§ **What you will do**: When you return the entries, keep every word and mark exactly as it is.
:: Given data
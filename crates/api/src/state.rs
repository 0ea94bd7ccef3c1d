//! Service Context

use crate::config::ModelsConfig;
use inference_engine::{
    load_health_labels, HealthClassifier, HealthPredictor, LabelEncoder, OnnxHealthClassifier,
    OnnxValueRegressor, ValuePredictor, ValueRegressor,
};
use insights::SelectionPolicy;
use sales_forecast::{SalesForecaster, SeasonalForecastModel, SeriesModel};
use std::sync::Arc;
use tracing::{info, warn};

/// Models and policies shared by every handler; built once, never mutated.
///
/// A model that failed to load is `None`, and its route answers 500.
#[derive(Clone, Default)]
pub struct AppState {
    pub health: Option<HealthPredictor>,
    pub value: Option<ValuePredictor>,
    pub sales: Option<SalesForecaster>,
    pub selection: SelectionPolicy,
}

impl AppState {
    /// State with no models loaded
    pub fn new(selection: SelectionPolicy) -> Self {
        Self {
            selection,
            ..Default::default()
        }
    }

    /// Load every artifact, logging and skipping the ones that fail
    pub fn load(models: &ModelsConfig, selection: SelectionPolicy) -> Self {
        let health = match OnnxHealthClassifier::load(&models.health_model_path) {
            Ok(classifier) => {
                let labels = load_health_labels(&models.health_dataset_path);
                Some(HealthPredictor::new(Arc::new(classifier), labels))
            }
            Err(e) => {
                warn!(error = %e, "Health model unavailable");
                None
            }
        };

        let value = match OnnxValueRegressor::load(
            &models.value_model_path,
            &models.value_features_path,
        ) {
            Ok(regressor) => Some(ValuePredictor::new(Arc::new(regressor))),
            Err(e) => {
                warn!(error = %e, "Value model unavailable");
                None
            }
        };

        let sales = match SeasonalForecastModel::load(&models.sales_model_path) {
            Ok(model) => Some(SalesForecaster::new(Arc::new(model))),
            Err(e) => {
                warn!(error = %e, "Sales model unavailable");
                None
            }
        };

        let state = Self {
            health,
            value,
            sales,
            selection,
        };
        info!(
            health_model_loaded = state.health.is_some(),
            value_model_loaded = state.value.is_some(),
            value_feature_names = state.value.as_ref().is_some_and(ValuePredictor::has_feature_names),
            sales_model_loaded = state.sales.is_some(),
            "Service state ready"
        );
        state
    }

    pub fn with_health_model(
        mut self,
        classifier: Arc<dyn HealthClassifier>,
        labels: Option<LabelEncoder>,
    ) -> Self {
        self.health = Some(HealthPredictor::new(classifier, labels));
        self
    }

    pub fn with_value_model(mut self, regressor: Arc<dyn ValueRegressor>) -> Self {
        self.value = Some(ValuePredictor::new(regressor));
        self
    }

    pub fn with_sales_model(mut self, model: Arc<dyn SeriesModel>) -> Self {
        self.sales = Some(SalesForecaster::new(model));
        self
    }
}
::::
§ **Result of the task**:
filename crates/api/src/state.rs
repository 0ea94bd7ccef3c1d
//! Service Context

use crate::config::ModelsConfig;
use inference_engine::{
    load_health_labels, HealthClassifier, HealthPredictor, LabelEncoder, OnnxHealthClassifier,
    OnnxValueRegressor, ValuePredictor, ValueRegressor,
};
use insights::SelectionPolicy;
use sales_forecast::{SalesForecaster, SeasonalForecastModel, SeriesModel};
use std::sync::Arc;
use tracing::{info, warn};

/// Models and policies shared by every handler; built once, never mutated.
///
/// A model that failed to load is `None`, and its route answers 500.
#[derive(Clone, Default)]
pub struct AppState {
    pub health: Option<HealthPredictor>,
    pub value: Option<ValuePredictor>,
    pub sales: Option<SalesForecaster>,
    pub selection: SelectionPolicy,
}

impl AppState {
    /// State with no models loaded
    pub fn new(selection: SelectionPolicy) -> Self {
        Self {
            selection,
            ..Default::default()
        }
    }

    /// Load every artifact, logging and skipping the ones that fail
    pub fn load(models: &ModelsConfig, selection: SelectionPolicy) -> Self {
        let health = match OnnxHealthClassifier::load(&models.health_model_path) {
            Ok(classifier) => {
                let labels = load_health_labels(&models.health_dataset_path);
                Some(HealthPredictor::new(Arc::new(classifier), labels))
            }
            Err(e) => {
                warn!(error = %e, "Health model unavailable");
                None
            }
        };

        let value = match OnnxValueRegressor::load(
            &models.value_model_path,
            &models.value_features_path,
        ) {
            Ok(regressor) => Some(ValuePredictor::new(Arc::new(regressor))),
            Err(e) => {
                warn!(error = %e, "Value model unavailable");
                None
            }
        };

        let sales = match SeasonalForecastModel::load(&models.sales_model_path) {
            Ok(model) => Some(SalesForecaster::new(Arc::new(model))),
            Err(e) => {
                warn!(error = %e, "Sales model unavailable");
                None
            }
        };

        let state = Self {
            health,
            value,
            sales,
            selection,
        };
        info!(
            health_model_loaded = state.health.is_some(),
            value_model_loaded = state.value.is_some(),
            value_feature_names = state.value.as_ref().is_some_and(ValuePredictor::has_feature_names),
            sales_model_loaded = state.sales.is_some(),
            "Service state ready"
        );
        state
    }

    pub fn with_health_model(
        mut self,
        classifier: Arc<dyn HealthClassifier>,
        labels: Option<LabelEncoder>,
    ) -> Self {
        self.health = Some(HealthPredictor::new(classifier, labels));
        self
    }

    pub fn with_value_model(mut self, regressor: Arc<dyn ValueRegressor>) -> Self {
        self.value = Some(ValuePredictor::new(regressor));
        self
    }

    pub fn with_sales_model(mut self, model: Arc<dyn SeriesModel>) -> Self {
        self.sales = Some(SalesForecaster::new(model));
        self
    }
}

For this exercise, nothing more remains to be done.